If you’re dealing with whatever kind of storm Sandy ended up as, I wish you well and hope you prepared yourself well for everything, including your health needs. Please let us know how you fared (after your life is a little more calm).
Sorry about my absence last week. I’d had surgery on my hand and…well, I guess I just don’t recover as well as I used to. After all, I’ll be 39 in a couple of weeks. For the 25th time.
My hand was in a cast and I just couldn’t wake up. It was as if the anesthesia hadn’t worn off — although I was awake for the surgery! I got all excited when they told me I would have something called a “beer block.” I was salivating and wondering if I’d have brats with that. Then I found out it was a “Bier block,” an intravenous regional anesthesia introduced by a German surgeon named August K.G. Bier.
So I was awake under this blue thing, didn’t feel a thing, played eyesies with the anesthesiologist, and was mainly bored.
The surgery was for a ganglion cyst. But when the surgeon got into my hand, he discovered it wasn’t a ganglion cyst: It was, he said originally, some kind of rheumatoid arthritis that attacks and destroys tendons. Yesterday, when I went to get the cast off and stitches out, he said pathology didn’t discover arthritis, but there was some kind of inflammation. Heck, I don’t know what it is, either: I must have missed that class in med school.
At any rate, the tendons were frayed, kind of like a rope coming apart, and he cleaned them up. We’ll just have to see what happens. My hand works, although it’s still sore. It would be nice if I could just rest it, except for flexing my fingers as requested, but I need that hand to help transfer to and from my scooter. At least I can type (if you still call it that) better without the bulky cast on my hand.
Aside from cooking a couple of times, I mainly lazed around in my recliner, surrounded by charger cables for…well, everything. Have you noticed that everything now comes with a charger instead of batteries you can change? My cell phone, my continuous glucose monitor, my e-reader, my new pump…

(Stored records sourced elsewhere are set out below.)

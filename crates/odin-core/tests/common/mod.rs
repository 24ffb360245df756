// Shared fixtures for odin-core integration tests.
#![allow(dead_code, clippy::unwrap_used)]

use std::net::IpAddr;
use std::sync::atomic::{AtomicBool, Ordering};
use std::sync::{Arc, Mutex};

use odin_core::{
    AgentConnector, AgentError, AgentHandle, Client, ForwardingProgram, MacAddress, Master,
    MasterConfig,
};

/// One instruction as seen by the agent it was addressed to.
#[derive(Debug, Clone, PartialEq, Eq)]
pub enum Op {
    Subscriptions(String),
    Program,
    Add(MacAddress),
    Remove(MacAddress),
    Update(MacAddress),
}

/// Every instruction sent to any agent, in the order it was issued.
#[derive(Default)]
pub struct Journal {
    ops: Mutex<Vec<(IpAddr, Op)>>,
    failing: AtomicBool,
}

impl Journal {
    pub fn all(&self) -> Vec<(IpAddr, Op)> {
        self.ops.lock().unwrap().clone()
    }

    pub fn for_agent(&self, agent: IpAddr) -> Vec<Op> {
        self.all()
            .into_iter()
            .filter(|(addr, _)| *addr == agent)
            .map(|(_, op)| op)
            .collect()
    }

    /// LVAP adds and removes only, across all agents.
    pub fn lvap_ops(&self) -> Vec<(IpAddr, Op)> {
        self.all()
            .into_iter()
            .filter(|(_, op)| matches!(op, Op::Add(_) | Op::Remove(_)))
            .collect()
    }

    pub fn clear(&self) {
        self.ops.lock().unwrap().clear();
    }

    /// Make every forwarding-program install fail from now on.
    pub fn fail_programs(&self) {
        self.failing.store(true, Ordering::SeqCst);
    }

    fn record(&self, agent: IpAddr, op: Op) {
        self.ops.lock().unwrap().push((agent, op));
    }
}

struct JournalLink {
    agent: IpAddr,
    journal: Arc<Journal>,
}

impl AgentHandle for JournalLink {
    fn push_subscriptions(&self, encoded: &str) -> Result<(), AgentError> {
        self.journal
            .record(self.agent, Op::Subscriptions(encoded.to_owned()));
        Ok(())
    }

    fn install_forwarding_program(&self, _program: &ForwardingProgram) -> Result<(), AgentError> {
        if self.journal.failing.load(Ordering::SeqCst) {
            return Err(AgentError::LinkClosed { agent: self.agent });
        }
        self.journal.record(self.agent, Op::Program);
        Ok(())
    }

    fn add_lvap(&self, client: &Client) -> Result<(), AgentError> {
        self.journal.record(self.agent, Op::Add(client.mac()));
        Ok(())
    }

    fn remove_lvap(&self, client: &Client) -> Result<(), AgentError> {
        self.journal.record(self.agent, Op::Remove(client.mac()));
        Ok(())
    }

    fn update_lvap(&self, client: &Client) -> Result<(), AgentError> {
        self.journal.record(self.agent, Op::Update(client.mac()));
        Ok(())
    }
}

pub struct JournalConnector {
    journal: Arc<Journal>,
}

impl AgentConnector for JournalConnector {
    fn connect(&self, address: IpAddr) -> Arc<dyn AgentHandle> {
        Arc::new(JournalLink {
            agent: address,
            journal: Arc::clone(&self.journal),
        })
    }
}

pub fn master() -> (Master, Arc<Journal>) {
    master_with(MasterConfig::default())
}

pub fn master_with(config: MasterConfig) -> (Master, Arc<Journal>) {
    let journal = Arc::new(Journal::default());
    let connector = Arc::new(JournalConnector {
        journal: Arc::clone(&journal),
    });
    (Master::new(config, connector), journal)
}

pub fn ip(s: &str) -> IpAddr {
    s.parse().unwrap()
}

pub fn mac(s: &str) -> MacAddress {
    s.parse().unwrap()
}
// Shared fixtures for unit tests.

use std::net::IpAddr;
use std::sync::{Arc, Mutex};

use chrono::{DateTime, Utc};

use crate::error::AgentError;
use crate::link::AgentHandle;
use crate::model::{Agent, Client, ForwardingProgram, MacAddress};

/// One instruction observed by a [`RecordingLink`].
#[derive(Debug, Clone, PartialEq, Eq)]
pub(crate) enum Sent {
    Subscriptions(String),
    Program(usize),
    Add(MacAddress),
    Remove(MacAddress),
    Update(MacAddress),
}

/// Agent link that records every instruction in order.
#[derive(Default)]
pub(crate) struct RecordingLink {
    pub(crate) sent: Mutex<Vec<Sent>>,
}

impl RecordingLink {
    pub(crate) fn sent(&self) -> Vec<Sent> {
        self.sent.lock().map(|s| s.clone()).unwrap_or_default()
    }

    fn record(&self, msg: Sent) {
        if let Ok(mut sent) = self.sent.lock() {
            sent.push(msg);
        }
    }
}

impl AgentHandle for RecordingLink {
    fn push_subscriptions(&self, encoded: &str) -> Result<(), AgentError> {
        self.record(Sent::Subscriptions(encoded.to_owned()));
        Ok(())
    }
    fn install_forwarding_program(&self, program: &ForwardingProgram) -> Result<(), AgentError> {
        self.record(Sent::Program(program.rules.len()));
        Ok(())
    }
    fn add_lvap(&self, client: &Client) -> Result<(), AgentError> {
        self.record(Sent::Add(client.mac()));
        Ok(())
    }
    fn remove_lvap(&self, client: &Client) -> Result<(), AgentError> {
        self.record(Sent::Remove(client.mac()));
        Ok(())
    }
    fn update_lvap(&self, client: &Client) -> Result<(), AgentError> {
        self.record(Sent::Update(client.mac()));
        Ok(())
    }
}

pub(crate) fn at(ms: i64) -> DateTime<Utc> {
    DateTime::from_timestamp_millis(ms).unwrap_or_default()
}

pub(crate) fn ip(s: &str) -> IpAddr {
    s.parse().unwrap_or(IpAddr::from([0, 0, 0, 0]))
}

pub(crate) fn mac(s: &str) -> MacAddress {
    s.parse().unwrap_or(MacAddress::ZERO)
}

pub(crate) fn agent_with(addr: &str, link: Arc<RecordingLink>) -> Arc<Agent> {
    Arc::new(Agent::new(ip(addr), link, at(0)))
}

Yes, my new pump. It’s a t:slim from Tandem Diabetes Care, and it’s way cool. I got it the Tuesday before my Friday surgery and was trained on it via Skype on Wednesday evening. Got it in the nick of time, too — my old pump, more than five years old, basically fell apart a couple of days after I changed over! I’d been carefully nursing it along for a couple of weeks before I finally got my t:slim.
This one looks like a smart phone and has a color touch screen. One of my favorite things is that, instead of scrolling up to your insulin dosage, you tap in your dosage (or, in my case, the amount of carbohydrates you’re about to consume) on a key pad. It’s a lot faster.
Another favorite is that the screens walk you through the directions on how to do things, like change the cartridge. Usually, I have to consult the manual for a couple of weeks or so when I first change to a new pump. Now all I have to do is read the screen and follow the instructions.
What’s annoying is that the cartridge that holds the insulin isn’t see-through. After I read some posts on the insulin-pumpers mail list about the t:slim “dead zone,” I sucked out about 30 units of insulin after the pump said it was empty.
Thirty units! Ouch! As an insulin-resistant Type 2, my basal rate alone runs about 150 units per day! Thirty units is a lot to lose out of a 300-unit cartridge every day and a half — which is about how often 300 units last me after my basal, bolus, and correction dosages.
Anybody out there like to commit math? How much would that cost if I threw that much insulin away every time I filled ’er up? Maybe I’ll have to exercise my brain a bit this week. “They” say you’re supposed to exercise. It’s good for elderly people to exercise their brains, too.